Politicians of the German right-wing populist party AfD (“Alternative for Germany”) could be used in the interests of Russia, and the far-right activist Manuel Oxenreiter was an important intermediary.
“Research for tagesschau.de shows how AfD politicians could be involved in the interests of Russia. And the ultranationalist Oxenreiter had an important mediating position here,” the article says.
The investigator believes that Oxenreiter, who has been an activist in far-right circles in Germany since the 1990s, became interested in Neo-Eurasianism, a peculiar form of fascist ideology, after meeting with Russian far-right ideologue Alexander Dugin in late 2012. In late 2013, Dugin recommended Oxenreiter to the ultra-nationalist businessman Konstantin Malofeev as one of the German figures who could be involved in Russian influence operations in Europe. Oxenareiter was made a “star of international Russian propaganda” by the Russian state television company RT, which hired him in 2013 as a “political analyst”, “German journalist” and “Syria expert”.
Oxenreiter gained access to a wider circle of contacts in Russia through Polish political activist Mateusz Piskorski, who, according to a source from one of the EU’s intelligence agencies, had a connection with Sargis Mirzakhanyan, an official of the central office of the Russian parliament.
Piskorskyi and Oxenreiter, in particular, were involved by the Kremlin as fake “election observers”. They “observed” together the “referendum” in Crimea in 2014 and the “parliamentary elections” in the so-called “DNR”.
In 2016, Oxenreiter, together with Markus Frohnmayer of the AfD youth wing and Thuringia MP Thomas Rudy, registered the “German Center for Eurasian Studies” in Berlin. With the help of this organization, in particular, the trips of Thomas Rudy and Udo Stein, members of the German parliament from the AfD, as “international observers” to the “DNR” were organized.
Piskorskyi, Mirzakhanyan and Oxenreiter stepped up their work in Germany both to influence the mood in Germany and to create pictures and statements that were supposed to serve Kremlin propaganda in Germany. “Documents in the author’s possession indicate that protest actions were also organized and assistance was provided in arguing for the AfD,” the investigation says.
In March 2016, Piskorsky recommended Frohnmeier to Mirzakhanyan as “our candidate” worthy of support in the 2017 federal elections, “who may be valuable for Russian foreign policy,” the investigation states.

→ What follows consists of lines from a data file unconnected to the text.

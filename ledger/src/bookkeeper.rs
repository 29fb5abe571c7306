//! Caller-facing API over rates, postponement and reconciliation.

use std::sync::Arc;

use multibook_common::{AgentId, Currency, Money, PendingId, Timestamp, UtcDay};
use multibook_fx::{ConversionRate, RateResolver, RateTable};
use rust_decimal::Decimal;
use tracing::{debug, info, instrument, warn};

use crate::collaborators::{Accounter, SubjectDirectory, Treasury};
use crate::config::LedgerConfig;
use crate::error::{LedgerError, LedgerResult};
use crate::events::{
    BalanceAccount, FundsMutationEvent, PendingEntry, PostponedExchange, PostponedMutationEvent,
};
use crate::postponed::{PendingStream, PostponementLedger, PostponingReasons};
use crate::reconciliation::{
    ExchangeSettlement, MutationSettlement, ReconciliationEngine, ReconciliationReport,
};

/// Outcome of submitting an event for settlement.
#[derive(Debug, Clone, PartialEq, Eq)]
pub enum Submission<T> {
    /// Posted right away.
    Settled(T),
    /// Parked in the postponement ledger: no rate yet, or posting stopped
    /// partway and is finished by a later reconciliation.
    Postponed(PendingId),
}

impl<T> Submission<T> {
    pub fn is_postponed(&self) -> bool {
        matches!(self, Submission::Postponed(_))
    }

    pub fn pending_id(&self) -> Option<PendingId> {
        match self {
            Submission::Postponed(id) => Some(*id),
            Submission::Settled(_) => None,
        }
    }

    pub fn settled(&self) -> Option<&T> {
        match self {
            Submission::Settled(settlement) => Some(settlement),
            Submission::Postponed(_) => None,
        }
    }
}

/// Multi-currency bookkeeping entry point.
///
/// Owns the rate table and the postponement ledger and posts through the
/// injected collaborators. All methods take `&self`; share it behind an
/// `Arc` to call from several threads.
pub struct Bookkeeper {
    config: LedgerConfig,
    table: Arc<RateTable>,
    resolver: RateResolver,
    ledger: Arc<PostponementLedger>,
    engine: ReconciliationEngine,
    treasury: Arc<dyn Treasury>,
}

impl Bookkeeper {
    /// Create a bookkeeper with an empty rate table and ledger.
    pub fn new(
        config: LedgerConfig,
        subjects: Arc<dyn SubjectDirectory>,
        treasury: Arc<dyn Treasury>,
        accounter: Arc<dyn Accounter>,
    ) -> LedgerResult<Self> {
        Self::with_parts(
            config,
            Arc::new(RateTable::new()),
            Arc::new(PostponementLedger::new()),
            subjects,
            treasury,
            accounter,
        )
    }

    /// Create a bookkeeper over an existing table and ledger.
    pub fn with_parts(
        config: LedgerConfig,
        table: Arc<RateTable>,
        ledger: Arc<PostponementLedger>,
        subjects: Arc<dyn SubjectDirectory>,
        treasury: Arc<dyn Treasury>,
        accounter: Arc<dyn Accounter>,
    ) -> LedgerResult<Self> {
        config.validate()?;

        let resolver = RateResolver::with_config(table.clone(), &config.fx);
        let engine = ReconciliationEngine::new(
            resolver.clone(),
            ledger.clone(),
            subjects,
            treasury.clone(),
            accounter,
            config.conversion_difference_subject.clone(),
        );

        info!(
            reference_currency = %config.fx.reference_currency,
            max_rate_age_days = config.fx.max_rate_age_days,
            "Bookkeeper ready"
        );

        Ok(Self {
            config,
            table,
            resolver,
            ledger,
            engine,
            treasury,
        })
    }

    pub fn config(&self) -> &LedgerConfig {
        &self.config
    }

    pub fn table(&self) -> &Arc<RateTable> {
        &self.table
    }

    pub fn ledger(&self) -> &Arc<PostponementLedger> {
        &self.ledger
    }

    // ========================================================================
    // Rates
    // ========================================================================

    /// Store the rate of `day` for `from -> to`.
    pub fn add_rate(
        &self,
        day: UtcDay,
        from: Currency,
        to: Currency,
        rate: Decimal,
    ) -> LedgerResult<ConversionRate> {
        Ok(self.table.add_rate(day, from, to, rate)?)
    }

    /// Store a rate, then settle whatever on that day it makes priceable.
    ///
    /// A leg to the reference currency can unlock chained pairs, so every
    /// bucket of the day is retried.
    pub fn add_rate_and_reconcile(
        &self,
        day: UtcDay,
        from: Currency,
        to: Currency,
        rate: Decimal,
    ) -> LedgerResult<Vec<ReconciliationReport>> {
        self.add_rate(day, from, to, rate)?;
        self.reconcile_day(day)
    }

    /// Direct multiplier for `day` (today when `None`).
    pub fn get_conversion_multiplier(
        &self,
        day: Option<UtcDay>,
        from: &Currency,
        to: &Currency,
    ) -> Option<Decimal> {
        let day = day.unwrap_or_else(UtcDay::today);
        self.resolver.get_conversion_multiplier(day, from, to)
    }

    /// Latest direct multiplier, else a chain through the reference currency.
    pub fn get_latest_conversion_multiplier(
        &self,
        from: &Currency,
        to: &Currency,
    ) -> LedgerResult<Decimal> {
        Ok(self.resolver.get_latest_conversion_multiplier(from, to)?)
    }

    /// Whether `currency` lacks a recent enough rate against the reference
    /// currency.
    pub fn is_rate_stale(&self, currency: &Currency) -> bool {
        self.table.is_stale(
            currency,
            &self.config.fx.reference_currency,
            self.config.fx.max_rate_age_days,
        )
    }

    // ========================================================================
    // Postponement
    // ========================================================================

    pub fn remember_postponed_mutation(
        &self,
        event: FundsMutationEvent,
        target: Currency,
        custom_rate: Option<Decimal>,
    ) -> LedgerResult<PendingId> {
        self.ledger.remember_exchangeable(event, target, custom_rate)
    }

    pub fn remember_postponed_exchange(
        &self,
        to_buy: Money,
        buy_account: BalanceAccount,
        sell_account: BalanceAccount,
        custom_rate: Option<Decimal>,
        timestamp: Timestamp,
        agent: AgentId,
    ) -> LedgerResult<PendingId> {
        self.ledger.remember_exchange(
            to_buy,
            buy_account,
            sell_account,
            custom_rate,
            timestamp,
            agent,
        )
    }

    pub fn stream_remembered_reasons(&self) -> PostponingReasons {
        self.ledger.stream_postponing_reasons()
    }

    pub fn stream_pending(&self, day: UtcDay, a: &Currency, b: &Currency) -> PendingStream {
        self.ledger.stream_pending(day, a, b)
    }

    // ========================================================================
    // Reconciliation
    // ========================================================================

    pub fn reconcile(
        &self,
        day: UtcDay,
        a: &Currency,
        b: &Currency,
    ) -> LedgerResult<ReconciliationReport> {
        self.engine.reconcile(day, a, b)
    }

    pub fn reconcile_day(&self, day: UtcDay) -> LedgerResult<Vec<ReconciliationReport>> {
        self.engine.reconcile_day(day)
    }

    // ========================================================================
    // Submission
    // ========================================================================

    /// Convert a mutation into `target` and post it, or postpone it when
    /// its day has no usable rate.
    ///
    /// An event already in `target` needs no conversion and is rejected as
    /// malformed.
    #[instrument(skip(self, event), fields(event_id = %event.id))]
    pub fn submit_mutation(
        &self,
        event: FundsMutationEvent,
        target: Currency,
        custom_rate: Option<Decimal>,
    ) -> LedgerResult<Submission<MutationSettlement>> {
        let mut pending = PostponedMutationEvent::new(event, target, custom_rate)?;
        let pair = pending.pair();

        if !self.resolver.can_resolve_on(pending.day(), &pair.from, &pair.to) {
            debug!(day = %pending.day(), "No rate for the event day");
            return Ok(Submission::Postponed(
                self.ledger.remember(PendingEntry::Mutation(pending)),
            ));
        }

        match self.engine.settle_mutation(&mut pending) {
            Ok(settlement) => Ok(Submission::Settled(settlement)),
            Err(err) => self.park_started(PendingEntry::Mutation(pending), err),
        }
    }

    /// Buy `to_buy` into `buy_account` paying from `sell_account`, or
    /// postpone the exchange when its day has no usable rate.
    #[instrument(skip(self, buy_account, sell_account), fields(buy = %buy_account.id, sell = %sell_account.id))]
    pub fn submit_exchange(
        &self,
        to_buy: Money,
        buy_account: BalanceAccount,
        sell_account: BalanceAccount,
        custom_rate: Option<Decimal>,
        timestamp: Timestamp,
        agent: AgentId,
    ) -> LedgerResult<Submission<ExchangeSettlement>> {
        let mut exchange = PostponedExchange::new(
            to_buy,
            buy_account,
            sell_account,
            custom_rate,
            timestamp,
            agent,
        )?;
        let pair = exchange.pair();

        if !self.resolver.can_resolve_on(exchange.day(), &pair.from, &pair.to) {
            debug!(day = %exchange.day(), "No rate for the exchange day");
            return Ok(Submission::Postponed(
                self.ledger.remember(PendingEntry::Exchange(exchange)),
            ));
        }

        match self.engine.settle_exchange(&mut exchange) {
            Ok(settlement) => Ok(Submission::Settled(settlement)),
            Err(err) => self.park_started(PendingEntry::Exchange(exchange), err),
        }
    }

    /// An entry that failed after some of its posts went through is parked
    /// with its progress, so the next reconciliation finishes it. Anything
    /// else returns the error.
    fn park_started<T>(
        &self,
        entry: PendingEntry,
        err: LedgerError,
    ) -> LedgerResult<Submission<T>> {
        if !entry.progress().is_started() {
            return Err(err);
        }

        warn!(
            pending_id = %entry.id(),
            posts_done = entry.progress().posts_done,
            error = %err,
            "Settlement interrupted, entry parked"
        );
        Ok(Submission::Postponed(self.ledger.remember(entry)))
    }

    // ========================================================================
    // Totals
    // ========================================================================

    /// Sum of the accounts' balances expressed in `currency` at the latest
    /// known multipliers, rounded to its minor units.
    pub fn calculate_total_amount(
        &self,
        accounts: &[BalanceAccount],
        currency: &Currency,
    ) -> LedgerResult<Money> {
        let mut total = Decimal::ZERO;

        for account in accounts {
            let balance = self.treasury.account_balance(&account.id)?;
            if balance.currency != account.currency {
                return Err(LedgerError::CurrencyMismatch {
                    expected: account.currency.clone(),
                    actual: balance.currency,
                });
            }

            let multiplier = self.get_latest_conversion_multiplier(&balance.currency, currency)?;
            total += balance.value * multiplier;
        }

        Ok(Money::new(total, currency.clone()).round())
    }
}
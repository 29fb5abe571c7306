//! Events waiting for a usable conversion rate.

use std::collections::{BTreeMap, BTreeSet};
use std::sync::Arc;

use dashmap::DashMap;
use multibook_common::{AgentId, ConversionPair, Currency, Money, PendingId, Timestamp, UtcDay};
use parking_lot::Mutex;
use rust_decimal::Decimal;
use tracing::{debug, info};

use crate::error::LedgerResult;
use crate::events::{
    BalanceAccount, FundsMutationEvent, PendingEntry, PostponedExchange, PostponedMutationEvent,
};

/// Day and unordered pair an entry waits on.
#[derive(Debug, Clone, PartialEq, Eq, Hash)]
struct BucketKey {
    day: UtcDay,
    pair: ConversionPair,
}

impl BucketKey {
    fn new(day: UtcDay, pair: &ConversionPair) -> Self {
        Self {
            day,
            pair: pair.canonical(),
        }
    }

    fn lookup(day: UtcDay, a: &Currency, b: &Currency) -> Option<Self> {
        let pair = ConversionPair::new(a.clone(), b.clone()).ok()?;
        Some(Self::new(day, &pair))
    }
}

type Bucket = Arc<Mutex<Vec<PendingEntry>>>;

/// Snapshot of pending entries. Cloning it restarts the sequence.
pub type PendingStream = std::vec::IntoIter<PendingEntry>;

/// Per day, the currencies that have postponed entries on that day.
pub type PostponingReasons = std::collections::btree_map::IntoIter<UtcDay, BTreeSet<Currency>>;

/// Outcome of settling one bucket.
#[derive(Debug)]
pub(crate) struct BucketSettlement<E> {
    /// Entries removed from the ledger, in settlement order.
    pub settled: Vec<PendingEntry>,
    /// First failure; the failing entry and everything after it stay pending.
    pub failure: Option<E>,
}

/// Tracks mutation and exchange events until their (day, pair) bucket can
/// be priced.
///
/// Registration and settlement of one bucket are serialized on that
/// bucket's mutex; distinct buckets proceed independently.
#[derive(Default)]
pub struct PostponementLedger {
    buckets: DashMap<BucketKey, Bucket>,
}

impl PostponementLedger {
    pub fn new() -> Self {
        Self::default()
    }

    /// Register a mutation event to be converted into `target` once a rate
    /// exists.
    ///
    /// The caller has already established that the event cannot be priced
    /// now; this is not checked again.
    pub fn remember_exchangeable(
        &self,
        event: FundsMutationEvent,
        target: Currency,
        custom_rate: Option<Decimal>,
    ) -> LedgerResult<PendingId> {
        let pending = PostponedMutationEvent::new(event, target, custom_rate)?;
        Ok(self.remember(PendingEntry::Mutation(pending)))
    }

    /// Register an exchange buying `to_buy` into `buy_account` and paying
    /// from `sell_account`.
    pub fn remember_exchange(
        &self,
        to_buy: Money,
        buy_account: BalanceAccount,
        sell_account: BalanceAccount,
        custom_rate: Option<Decimal>,
        timestamp: Timestamp,
        agent: AgentId,
    ) -> LedgerResult<PendingId> {
        let pending = PostponedExchange::new(
            to_buy,
            buy_account,
            sell_account,
            custom_rate,
            timestamp,
            agent,
        )?;
        Ok(self.remember(PendingEntry::Exchange(pending)))
    }

    /// Register an already validated entry.
    pub fn remember(&self, entry: PendingEntry) -> PendingId {
        let id = entry.id();
        let key = BucketKey::new(entry.day(), &entry.pair());

        // The Arc clone is taken under the shard lock, which keeps the
        // bucket from being dropped before the push below.
        let bucket = self.buckets.entry(key.clone()).or_default().clone();
        bucket.lock().push(entry);

        info!(
            pending_id = %id,
            day = %key.day,
            pair = %key.pair,
            "Postponed until a rate is available"
        );
        id
    }

    /// Entries waiting on `day` for the pair `a`/`b`, in any order.
    pub fn stream_pending(&self, day: UtcDay, a: &Currency, b: &Currency) -> PendingStream {
        let Some(key) = BucketKey::lookup(day, a, b) else {
            return Vec::new().into_iter();
        };
        let Some(bucket) = self.bucket(&key) else {
            return Vec::new().into_iter();
        };
        let entries = bucket.lock().clone();
        drop(bucket);

        if entries.is_empty() {
            self.drop_if_unused(&key);
        }
        entries.into_iter()
    }

    /// Currencies with postponed entries, grouped by day in ascending order.
    pub fn stream_postponing_reasons(&self) -> PostponingReasons {
        let mut reasons: BTreeMap<UtcDay, BTreeSet<Currency>> = BTreeMap::new();

        self.with_snapshot(|key, entries| {
            let currencies = reasons.entry(key.day).or_default();
            for entry in entries {
                let pair = entry.pair();
                currencies.insert(pair.from);
                currencies.insert(pair.to);
            }
        });

        reasons.into_iter()
    }

    /// Pairs (canonical order) with pending entries on `day`.
    pub fn pending_keys_on(&self, day: UtcDay) -> Vec<ConversionPair> {
        let mut pairs = Vec::new();
        self.with_snapshot(|key, _| {
            if key.day == day {
                pairs.push(key.pair.clone());
            }
        });
        pairs.sort();
        pairs
    }

    /// Get the number of pending entries.
    pub fn len(&self) -> usize {
        let mut total = 0;
        self.with_snapshot(|_, entries| total += entries.len());
        total
    }

    pub fn is_empty(&self) -> bool {
        self.len() == 0
    }

    /// Run `settle` over the bucket's entries in registration order while
    /// holding the bucket lock, removing each entry it accepts. Stops at the
    /// first failure; whatever `settle` wrote into the failing entry stays
    /// with it.
    pub(crate) fn settle_bucket<E>(
        &self,
        day: UtcDay,
        a: &Currency,
        b: &Currency,
        mut settle: impl FnMut(&mut PendingEntry) -> Result<(), E>,
    ) -> BucketSettlement<E> {
        let mut outcome = BucketSettlement {
            settled: Vec::new(),
            failure: None,
        };

        let Some(key) = BucketKey::lookup(day, a, b) else {
            return outcome;
        };
        let Some(bucket) = self.bucket(&key) else {
            return outcome;
        };

        {
            let mut entries = bucket.lock();
            let mut done = 0;
            for entry in entries.iter_mut() {
                if let Err(e) = settle(entry) {
                    outcome.failure = Some(e);
                    break;
                }
                done += 1;
            }
            outcome.settled = entries.drain(..done).collect();
        }
        drop(bucket);

        self.drop_if_unused(&key);
        debug!(
            day = %key.day,
            pair = %key.pair,
            settled = outcome.settled.len(),
            failed = outcome.failure.is_some(),
            "Bucket settled"
        );
        outcome
    }

    fn bucket(&self, key: &BucketKey) -> Option<Bucket> {
        self.buckets.get(key).map(|bucket| bucket.clone())
    }

    /// Visit every non-empty bucket, then drop the empty ones nobody holds.
    fn with_snapshot(&self, mut visit: impl FnMut(&BucketKey, &[PendingEntry])) {
        let snapshot: Vec<(BucketKey, Bucket)> = self
            .buckets
            .iter()
            .map(|entry| (entry.key().clone(), entry.value().clone()))
            .collect();

        let mut empty = Vec::new();
        for (key, bucket) in snapshot {
            let entries = bucket.lock();
            if entries.is_empty() {
                empty.push(key);
            } else {
                visit(&key, &entries);
            }
        }

        for key in &empty {
            self.drop_if_unused(key);
        }
    }

    /// Remove an empty bucket nobody else holds.
    fn drop_if_unused(&self, key: &BucketKey) {
        self.buckets
            .remove_if(key, |_, bucket| Arc::strong_count(bucket) == 1 && bucket.lock().is_empty());
    }
}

Another 2019 investigation by the BBC, ZDF, Spiegel and La Repubblica found that the document “Frohnmeier’s Election Campaign/Action Plan (Draft)” prepared by Oxenreiter, created on April 11, 2017, stated that during the election campaign the candidate would focus on issues of “good relations with the Russian Federation”, “conservatism” and “criticism of the USA”. And also a request for “material” and “media” support for Frohnmayer. Frohnmayer himself denied in a comment to “tagesschau.de” that he knew about it. At the same time, the publication draws attention to the fact that after Frohnmayer was elected to the Bundestag, Oxenreiter became his employee in September 2018.
The publication believes that Oxenreiter and his contacts “apparently played an important role in establishing contacts between the AfD leadership and high-ranking politicians in Moscow.” According to the available documents, Oxenreiter, in particular, contributed to the initiation of the visit of AfD politicians to the Russian capital, which took place in 2017.
In January 2019, Frohnmayer terminated the employment contract with Oxenreiter, when an investigation began against the latter in the case of the arson of the Hungarian cultural center in February 2018 in Uzhhorod. Oxenreiter was wanted until August 2021. there were no reports of his death in Moscow. According to “tagesschau.de”, the Federal Prosecutor’s Office of Germany closed the case against Oxenreiter in December 2021.
As reported, Russia actively uses various populist parties and organizations, both right-wing and left-wing, to spread its influence in EU countries.